My notes draw on both the classic and must-read YouTube paper, as well as more
recent sources, for a comprehensive understanding of the current state
Model vs System
The role of a Recommender Model is scoring the interest a user may have with a set of items
The scores represent the model's estimate of how interested a user will be in each item
The role of a Recommender System is to scale the capabilities of one or more Recommender Model(s) to serve accurate and low-latency recommendations
efficiently across various users, items, and scenarios
Recommendation Challenges
Scalability: Scoring is computationally expensive. Item catalogues can grow to millions, hundreds of millions, even billions in extreme cases. Scoring every item for every user isn't feasible in most scenarios
Cold-start problem: How to deal with new items and new users
Online-offline gap: Live A/B results are not always correlated with offline experiments. It is difficult to estimate the dynamic effects of recommendations on user behavior and preferences, and live experiments can be
costly and risky
Freshness: Ideally, we want real-time recommendations, responsive to new items and the latest actions taken by users
Noise: Data is often sparse and incomplete. We rarely obtain the ground truth of user satisfaction and instead model noisy implicit feedback signals.

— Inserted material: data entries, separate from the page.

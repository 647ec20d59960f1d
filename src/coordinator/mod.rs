//! Per-key retry coordination.
//!
//! A retry coordinator is started when a delivery for a key fails with a
//! retryable error. It keeps asking the upstream whether redeliveries for
//! the key are still outstanding, backing off between checks, until there
//! is nothing left to retry or its absolute timeout passes.
//!
//! # State Machine
//!
//! ```text
//!            ┌──────────────────────────────────────────────┐
//!            ▼                                              │
//!   begin generation ──► Waiting ──► Checking ──► Continue ─┘
//!   (attempt += 1,       (linear,     │
//!    persisted)           capped)     ├─ past deadline ─────► Stop(TimedOut)
//!                                     ├─ status unavailable ► Stop(StatusUnavailable)
//!                                     └─ nothing outstanding ► Stop(NothingOutstanding)
//! ```
//!
//! Every generation persists its [`RetryState`] before suspending, so a
//! process restart resumes the coordinator from the generation in progress
//! (see [`Coordinators::resume_all`]). Only the current state is kept; no
//! per-generation history accumulates. Stopping deletes the state.
//!
//! At the configured attempt threshold the coordinator raises one
//! retry-threshold notification through the throttler and keeps going.

use std::fmt;
use std::sync::Arc;
use std::time::Duration;

use chrono::Utc;
use tracing::{debug, error, info, instrument, warn};

use crate::collaborators::{Notifier, OutstandingAttempts, StatusCheck};
use crate::config::{BackoffConfig, RelayConfig};
use crate::persistence::{LastErrorRecord, RetryState, StateStore, StoreError};
use crate::retry::{RetryConfig, RetryResult, retry_with_backoff};
use crate::scheduler::{EnsureOutcome, SingletonScheduler, StartError};
use crate::throttler::Notifications;
use crate::types::{InstanceKey, NotifyReason, TableKey};

#[cfg(test)]
mod tests;

/// Shortest wait before a status check. The ingestion layer reports a refused
/// batch to the upstream only after the coordinator has been started.
const MIN_WAIT: Duration = Duration::from_secs(1);

/// Result type for coordinator operations.
pub type Result<T> = std::result::Result<T, StoreError>;

/// Why a coordinator stopped.
#[derive(Debug, Clone, Copy, PartialEq, Eq)]
pub enum StopReason {
    /// The coordinator outlived its retry timeout.
    TimedOut,

    /// The upstream has nothing left to redeliver.
    NothingOutstanding,

    /// The upstream status could not be obtained within its own retry budget.
    StatusUnavailable,
}

impl fmt::Display for StopReason {
    fn fmt(&self, f: &mut fmt::Formatter<'_>) -> fmt::Result {
        f.write_str(match self {
            StopReason::TimedOut => "timed out",
            StopReason::NothingOutstanding => "nothing outstanding",
            StopReason::StatusUnavailable => "upstream status unavailable",
        })
    }
}

/// The outcome of one generation.
#[derive(Debug, Clone, Copy, PartialEq, Eq)]
pub enum Step {
    Continue,
    Stop(StopReason),
}

/// Starts and resumes retry coordinators.
pub struct Coordinators<U, N> {
    store: StateStore,
    scheduler: Arc<SingletonScheduler>,
    upstream: Arc<U>,
    notifications: Notifications<N>,
    backoff: BackoffConfig,
    retry_timeout: Duration,
    notify_threshold: u32,
    status_retry: RetryConfig,
}

impl<U, N> Clone for Coordinators<U, N> {
    fn clone(&self) -> Self {
        Coordinators {
            store: self.store.clone(),
            scheduler: Arc::clone(&self.scheduler),
            upstream: Arc::clone(&self.upstream),
            notifications: self.notifications.clone(),
            backoff: self.backoff,
            retry_timeout: self.retry_timeout,
            notify_threshold: self.notify_threshold,
            status_retry: self.status_retry,
        }
    }
}

impl<U: StatusCheck, N: Notifier> Coordinators<U, N> {
    pub fn new(
        config: &RelayConfig,
        store: StateStore,
        scheduler: Arc<SingletonScheduler>,
        upstream: Arc<U>,
        notifications: Notifications<N>,
    ) -> Self {
        Coordinators {
            store,
            scheduler,
            upstream,
            notifications,
            backoff: config.backoff,
            retry_timeout: config.retry_timeout,
            notify_threshold: config.notify_threshold,
            status_retry: config.status_retry,
        }
    }

    /// Ensures a coordinator is running for `key`.
    ///
    /// A new coordinator resumes from the persisted [`RetryState`] if one
    /// exists, and is seeded fresh (attempt 0, started now) otherwise.
    #[instrument(skip(self), fields(key = %key))]
    pub async fn ensure(&self, key: &TableKey) -> EnsureOutcome {
        self.scheduler
            .ensure_running(InstanceKey::coordinator(key), || {
                let coordinator = self.prepare(key)?;
                Ok::<_, StartError>(async move {
                    coordinator.run().await;
                })
            })
            .await
    }

    /// Ensures a coordinator for every key with persisted retry state.
    ///
    /// Returns the number of coordinators started.
    pub async fn resume_all(&self) -> Result<usize> {
        let keys = self.store.keys::<RetryState>()?;
        let mut started = 0;
        for key in keys {
            let key = TableKey::new(key);
            if self.ensure(&key).await == EnsureOutcome::Started {
                started += 1;
            }
        }
        if started > 0 {
            info!(started, "Resumed retry coordinators");
        }
        Ok(started)
    }

    /// Loads or seeds the key's retry state and persists it.
    pub fn prepare(&self, key: &TableKey) -> Result<RetryCoordinator<U, N>> {
        let existing = self.store.get::<RetryState>(key.as_str())?;
        // A seed that never began a generation has no attempt to skip.
        let resumed = existing.as_ref().is_some_and(|state| state.generation > 0);
        let state = match existing {
            Some(state) => {
                debug!(key = %key, attempt = state.attempt, "Resuming persisted retry state");
                state
            }
            None => {
                let state = RetryState::seed(
                    Utc::now(),
                    self.retry_timeout,
                    self.backoff,
                    self.notify_threshold,
                );
                self.store.put(key.as_str(), &state)?;
                state
            }
        };

        Ok(RetryCoordinator {
            key: key.clone(),
            state,
            resumed,
            store: self.store.clone(),
            upstream: Arc::clone(&self.upstream),
            notifications: self.notifications.clone(),
            status_retry: self.status_retry,
        })
    }
}

/// A single key's coordinator.
pub struct RetryCoordinator<U, N> {
    key: TableKey,
    state: RetryState,

    /// The state was loaded from a previous run whose current generation
    /// already counted its attempt.
    resumed: bool,

    store: StateStore,
    upstream: Arc<U>,
    notifications: Notifications<N>,
    status_retry: RetryConfig,
}

impl<U: StatusCheck, N: Notifier> RetryCoordinator<U, N> {
    pub fn state(&self) -> &RetryState {
        &self.state
    }

    /// Runs generations until the coordinator stops.
    ///
    /// Returns `None` if the state store failed. The persisted state is then
    /// left in place so a later start resumes from it.
    pub async fn run(mut self) -> Option<StopReason> {
        info!(key = %self.key, attempt = self.state.attempt, "Retry coordinator running");
        loop {
            match self.step().await {
                Ok(Step::Continue) => {}
                Ok(Step::Stop(reason)) => {
                    self.finish(reason);
                    return Some(reason);
                }
                Err(e) => {
                    error!(key = %self.key, error = %e, "State store failed, coordinator exiting");
                    return None;
                }
            }
        }
    }

    /// Runs one generation: begin, wait, check.
    pub async fn step(&mut self) -> Result<Step> {
        self.begin_generation()?;

        let delay = self.state.current_delay().max(MIN_WAIT);
        debug!(
            key = %self.key,
            attempt = self.state.attempt,
            generation = self.state.generation,
            delay = ?delay,
            "Waiting before status check"
        );
        tokio::time::sleep(delay).await;

        self.check().await
    }

    fn begin_generation(&mut self) -> Result<()> {
        if std::mem::take(&mut self.resumed) {
            return Ok(());
        }
        self.state.attempt = self.state.attempt.saturating_add(1);
        self.state.generation = self.state.generation.saturating_add(1);
        self.state.updated_at = Utc::now();
        self.store.put(self.key.as_str(), &self.state)
    }

    async fn check(&mut self) -> Result<Step> {
        if self.state.is_expired(Utc::now()) {
            return Ok(Step::Stop(StopReason::TimedOut));
        }

        let Some(status) = self.query_status().await else {
            return Ok(Step::Stop(StopReason::StatusUnavailable));
        };

        if status.limit_reached {
            debug!(key = %self.key, "Upstream reached its redelivery limit, re-arming");
            if let Err(e) = self.upstream.rearm(&self.key).await {
                warn!(key = %self.key, error = %e, "Failed to re-arm upstream");
            }
        }

        if status.count == 0 {
            return Ok(Step::Stop(StopReason::NothingOutstanding));
        }

        if self.state.should_notify() {
            self.escalate().await?;
        }

        debug!(key = %self.key, outstanding = status.count, "Redeliveries outstanding, continuing");
        Ok(Step::Continue)
    }

    async fn query_status(&self) -> Option<OutstandingAttempts> {
        let upstream = &*self.upstream;
        let key = &self.key;
        let result = retry_with_backoff(self.status_retry, move || {
            upstream.outstanding_attempts(key)
        })
        .await;

        match result {
            RetryResult::Success(status) => Some(status),
            RetryResult::ExhaustedRetries {
                last_error,
                attempts,
            } => {
                warn!(key = %self.key, attempts, error = %last_error, "Upstream status unavailable");
                None
            }
            RetryResult::PermanentError(e) => {
                warn!(key = %self.key, error = %e, "Upstream status request rejected");
                None
            }
        }
    }

    async fn escalate(&mut self) -> Result<()> {
        let last_error = self.store.get::<LastErrorRecord>(self.key.as_str())?;
        let mut message = format!(
            "delivery for {} still failing after {} attempts",
            self.key, self.state.attempt
        );
        if let Some(last_error) = last_error {
            message.push_str(&format!("; last error: {}", last_error.message));
        }

        let outcome = self
            .notifications
            .ensure(&self.key, NotifyReason::RetryThreshold, message)
            .await;
        debug!(key = %self.key, ?outcome, "Raised retry-threshold notification");

        self.state.threshold_notified = true;
        self.state.updated_at = Utc::now();
        self.store.put(self.key.as_str(), &self.state)
    }

    fn finish(&self, reason: StopReason) {
        info!(
            key = %self.key,
            attempt = self.state.attempt,
            %reason,
            "Retry coordinator stopped"
        );
        if let Err(e) = self.store.delete::<RetryState>(self.key.as_str()) {
            warn!(key = %self.key, error = %e, "Failed to clear retry state");
        }
    }
}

Furthermore, metadata associated with content is often poorly structured without a well-defined ontology
Evaluation
During development, extensive use of offline metrics (precision, recall, ranking loss, etc.) is recommended to guide iterative improvements to the system
However, for the final determination of the effectiveness of a model, A/B testing via live experiments is the gold standard
Live experiments allow to measure subtle changes in click-through rate, and many other user engagement metrics
☝️ This is essential because live A/B results are not always correlated with offline experiments
The Youtube paper illustrates the online-offline gap, showcasing how live
experiments enabled the authors to iterate on their models and identify
features that improved live metrics
Design Patterns
To meet low-latency and high-precision serving requirements, large-scale recommenders are often deployed to production as multi-stage systems
Traditional design pattern: 2-stage recommender system
1st stage: Candidate generation
The first stage goal is to sift through >100M candidate items and retrieve a relevant ~hundreds subset for downstream ranking/filtering tasks
Retrieval models requires efficiency: quickly evaluating more items per user increases the likelihood of finding the best, personalized item for them
Multiple candidate sources within a single recommender system is common and ensure a diverse set of presented items to the user in the end
2nd stage: Ranking
Objective: Optimize precision by re-ranking candidates
Ranking models are generally more powerful, computationally expensive and heavyweight due to the lower number of items to score
Ranking models benefit from a richer set of specialized features including candidate source information, scores assigned, users' previous interactions with the item and other similar items, etc.
The ranking stage can be crucial for ensembling different candidate sources with non-comparable scores
Serving Diagram
💡 tl;dr: The two-stage approach to recommendation enables real-time recommendations from a large corpus (millions) of items while ensuring that the small number of
items recommended are personalized and engaging for the user. This design also facilitates blending candidates from multiple sources for increased diversity
🚀 Advantages
Potential to efficiently recommend in real-time a larger corpus of items
Improved performance within a fixed computational budget by splitting the tasks of recall and precision optimization between the candidate generator and ranker respectively, instead of having a single model trying to reach the best balance between both
At the ranking step, it is possible to leverage very heavyweight models within the execution time constraints because the candidate set is significantly smaller
Increased modeling flexibility and control over recommendations by stacking multiple specialized candidate generators, each targeting different aspects (e.g., exploration vs. exploitation)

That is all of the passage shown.